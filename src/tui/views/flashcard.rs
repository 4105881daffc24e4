//! Flashcard view: one word at a time, front (characters) and back
//! (pinyin, gloss, AI example).
//!
//! Space/Enter flips. On the back: 'g' generates an example, 's' speaks the
//! word, 'e' speaks the example. 'm' / 'x' mark mastered / still learning
//! and advance; →/'n' advance without changing mastery.

use std::sync::Arc;

use crossterm::event::{Event, KeyCode, KeyEvent, KeyEventKind, KeyModifiers};
use ratatui::{
    layout::{Alignment, Constraint, Layout, Rect},
    style::{Modifier, Style},
    text::{Line, Span},
    widgets::{Block, Borders, Paragraph, Wrap},
    Frame,
};

use crate::core::catalog::Word;
use crate::core::gateway::ExampleSentence;
use crate::core::generated::{ContentState, ContentTicket, GeneratedContent};
use crate::core::study::StudySession;
use crate::tui::events::{Action, AppEvent, InputResult};
use crate::tui::services::Services;
use crate::tui::theme;

pub const EMPTY_MESSAGE: &str = "No words available for this level.";

pub struct FlashcardState {
    flipped: bool,
    example: GeneratedContent<ExampleSentence>,
}

impl FlashcardState {
    pub fn new() -> Self {
        Self {
            flipped: false,
            example: GeneratedContent::new(),
        }
    }

    pub fn is_flipped(&self) -> bool {
        self.flipped
    }

    pub fn example(&self) -> &ContentState<ExampleSentence> {
        self.example.state()
    }

    /// The displayed word changed: show the front and forget the example.
    pub fn reset(&mut self) {
        self.flipped = false;
        self.example.reset();
    }

    pub fn on_example_ready(&mut self, ticket: ContentTicket, example: Option<ExampleSentence>) {
        self.example.complete(ticket, example);
    }

    // ── Input handling ──────────────────────────────────────────────────

    pub fn handle_input(
        &mut self,
        event: &Event,
        session: &StudySession,
        services: &Services,
    ) -> Option<InputResult> {
        let Event::Key(KeyEvent {
            code,
            modifiers,
            kind: KeyEventKind::Press,
            ..
        }) = event
        else {
            return None;
        };
        let word = session.current_word()?;

        match (*modifiers, *code) {
            (KeyModifiers::NONE, KeyCode::Char(' ') | KeyCode::Enter) => {
                self.flipped = !self.flipped;
                Some(InputResult::Consumed)
            }
            (KeyModifiers::NONE, KeyCode::Char('g')) if self.flipped => {
                self.request_example(word, services);
                Some(InputResult::Consumed)
            }
            (KeyModifiers::NONE, KeyCode::Char('s')) => {
                services.speech.speak(&word.hanzi);
                Some(InputResult::Consumed)
            }
            (KeyModifiers::NONE, KeyCode::Char('e')) => {
                if let Some(example) = self.example.ready() {
                    services.speech.speak(&example.sentence);
                }
                Some(InputResult::Consumed)
            }
            (KeyModifiers::NONE, KeyCode::Char(c @ ('m' | 'x'))) => {
                Some(InputResult::Dispatch(Action::MarkWord {
                    id: word.id.clone(),
                    mastered: c == 'm',
                }))
            }
            (KeyModifiers::NONE, KeyCode::Right | KeyCode::Char('n')) => {
                Some(InputResult::Dispatch(Action::NextWord))
            }
            _ => None,
        }
    }

    /// Ask the gateway for an example unless one is loading or present.
    fn request_example(&mut self, word: &Word, services: &Services) {
        let Some(ticket) = self.example.begin() else {
            return;
        };
        tracing::debug!(word = %word.id, "Requesting example sentence");

        let gateway = Arc::clone(&services.gateway);
        let tx = services.event_tx.clone();
        let word = word.clone();
        tokio::spawn(async move {
            let example = gateway.generate_example(&word).await;
            let _ = tx.send(AppEvent::ExampleReady { ticket, example });
        });
    }

    // ── Rendering ───────────────────────────────────────────────────────

    pub fn render(&self, frame: &mut Frame, area: Rect, session: &StudySession, spinner: &str) {
        let level = session.level();
        let block = Block::default()
            .title(format!(" {level} Flashcards "))
            .title_alignment(Alignment::Center)
            .borders(Borders::ALL)
            .border_style(Style::default().fg(theme::level_color(level)));
        let inner = block.inner(area);
        frame.render_widget(block, area);

        let Some(word) = session.current_word() else {
            frame.render_widget(
                Paragraph::new(vec![Line::raw(""), Line::styled(EMPTY_MESSAGE, theme::muted())])
                    .alignment(Alignment::Center),
                inner,
            );
            return;
        };
        let mastered = session.is_mastered(&word.id);

        let chunks = Layout::vertical([
            Constraint::Length(1),
            Constraint::Min(3),
            Constraint::Length(1),
        ])
        .split(inner);

        let badge = if mastered {
            Span::styled("✓ Mastered ", theme::mastered_badge())
        } else {
            Span::styled("Learning ", theme::learning_badge())
        };
        frame.render_widget(
            Paragraph::new(Line::from(badge)).alignment(Alignment::Right),
            chunks[0],
        );

        let body = if self.flipped {
            self.back_lines(word, spinner)
        } else {
            front_lines(word)
        };
        frame.render_widget(
            Paragraph::new(body)
                .alignment(Alignment::Center)
                .wrap(Wrap { trim: false }),
            chunks[1],
        );

        let hints = if self.flipped {
            "Space:flip  g:example  s:speak  e:speak example  x:still learning  m:mastered  n:next"
        } else {
            "Space:reveal  s:speak  x:still learning  m:mastered  n:next"
        };
        frame.render_widget(
            Paragraph::new(Line::styled(hints, theme::key_hint())).alignment(Alignment::Center),
            chunks[2],
        );
    }

    fn back_lines(&self, word: &Word, spinner: &str) -> Vec<Line<'static>> {
        let level = word.level;
        let mut lines = vec![
            Line::raw(""),
            Line::styled(
                word.hanzi.clone(),
                Style::default().fg(theme::TEXT).add_modifier(Modifier::BOLD),
            ),
            Line::styled(word.pinyin.clone(), theme::title(level)),
            Line::styled(
                word.english.clone(),
                theme::muted().add_modifier(Modifier::ITALIC),
            ),
            Line::raw(""),
            Line::styled("─".repeat(24), theme::dim()),
            Line::raw(""),
        ];

        match self.example.state() {
            ContentState::Ready(example) => {
                lines.push(Line::styled(
                    example.sentence.clone(),
                    Style::default().fg(theme::TEXT),
                ));
                lines.push(Line::styled(example.pinyin.clone(), theme::muted()));
                lines.push(Line::styled(
                    format!("\"{}\"", example.translation),
                    theme::dim().add_modifier(Modifier::ITALIC),
                ));
            }
            ContentState::Loading => {
                lines.push(Line::styled(
                    format!("{spinner} Creating example with AI..."),
                    theme::muted(),
                ));
            }
            ContentState::Unavailable => {
                lines.push(Line::styled(
                    "Example unavailable. Press g to retry.",
                    Style::default().fg(theme::WARNING),
                ));
            }
            ContentState::Idle => {
                lines.push(Line::styled(
                    "✦ Press g to generate an AI example",
                    Style::default().fg(theme::PRIMARY_LIGHT),
                ));
            }
        }
        lines
    }
}

impl Default for FlashcardState {
    fn default() -> Self {
        Self::new()
    }
}

fn front_lines(word: &Word) -> Vec<Line<'static>> {
    vec![
        Line::raw(""),
        Line::raw(""),
        Line::styled(
            word.hanzi.clone(),
            Style::default().fg(theme::TEXT).add_modifier(Modifier::BOLD),
        ),
        Line::raw(""),
        Line::styled("Press Space to reveal", theme::dim()),
        Line::raw(""),
        Line::styled(
            format!("HSK LEVEL {}", word.level.number()),
            theme::dim(),
        ),
    ]
}

#[cfg(test)]
mod tests {
    use super::*;

    #[test]
    fn test_reset_unflips_and_forgets_example() {
        let mut state = FlashcardState::new();
        state.flipped = true;
        let ticket = state.example.begin().unwrap();
        state.reset();
        assert!(!state.is_flipped());
        assert_eq!(state.example(), &ContentState::Idle);

        state.on_example_ready(
            ticket,
            Some(ExampleSentence {
                sentence: "旧".into(),
                pinyin: "jiù".into(),
                translation: "old".into(),
            }),
        );
        assert_eq!(state.example(), &ContentState::Idle);
    }

    #[test]
    fn test_failed_example_offers_retry() {
        let mut state = FlashcardState::new();
        let ticket = state.example.begin().unwrap();
        state.on_example_ready(ticket, None);
        assert_eq!(state.example(), &ContentState::Unavailable);
        assert!(state.example.begin().is_some());
    }
}
//! Session-scoped AI content tied to the word or topic currently on screen.
//!
//! A slot requests its content at most once per view. Results arriving after
//! the view changed carry a stale ticket and are dropped.

#[derive(Debug, Clone, PartialEq, Eq)]
pub enum ContentState<T> {
    Idle,
    Loading,
    Ready(T),
    /// The last request failed; the user may retry.
    Unavailable,
}

/// Proof that a request was started for a particular view generation.
#[derive(Debug, Clone, Copy, PartialEq, Eq)]
pub struct ContentTicket(u64);

#[derive(Debug, Clone)]
pub struct GeneratedContent<T> {
    generation: u64,
    state: ContentState<T>,
}

impl<T> GeneratedContent<T> {
    pub fn new() -> Self {
        Self {
            generation: 0,
            state: ContentState::Idle,
        }
    }

    pub fn state(&self) -> &ContentState<T> {
        &self.state
    }

    pub fn is_loading(&self) -> bool {
        matches!(self.state, ContentState::Loading)
    }

    pub fn ready(&self) -> Option<&T> {
        match &self.state {
            ContentState::Ready(value) => Some(value),
            _ => None,
        }
    }

    /// Start a request. Refused while loading or once content is present.
    pub fn begin(&mut self) -> Option<ContentTicket> {
        match self.state {
            ContentState::Idle | ContentState::Unavailable => {
                self.state = ContentState::Loading;
                Some(ContentTicket(self.generation))
            }
            ContentState::Loading | ContentState::Ready(_) => None,
        }
    }

    /// Apply a finished request. Returns false if the ticket is stale.
    pub fn complete(&mut self, ticket: ContentTicket, result: Option<T>) -> bool {
        if ticket.0 != self.generation || !self.is_loading() {
            tracing::debug!(
                ticket = ticket.0,
                generation = self.generation,
                "Discarding generated content for a previous view"
            );
            return false;
        }
        self.state = match result {
            Some(value) => ContentState::Ready(value),
            None => ContentState::Unavailable,
        };
        true
    }

    /// Forget any content and invalidate outstanding tickets.
    pub fn reset(&mut self) {
        self.generation = self.generation.wrapping_add(1);
        self.state = ContentState::Idle;
    }
}

impl<T> Default for GeneratedContent<T> {
    fn default() -> Self {
        Self::new()
    }
}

==*==

Search the data above and return each line in which "PartialEq" occurs.

#[derive(Debug, Clone, PartialEq, Eq)]
#[derive(Debug, Clone, Copy, PartialEq, Eq)]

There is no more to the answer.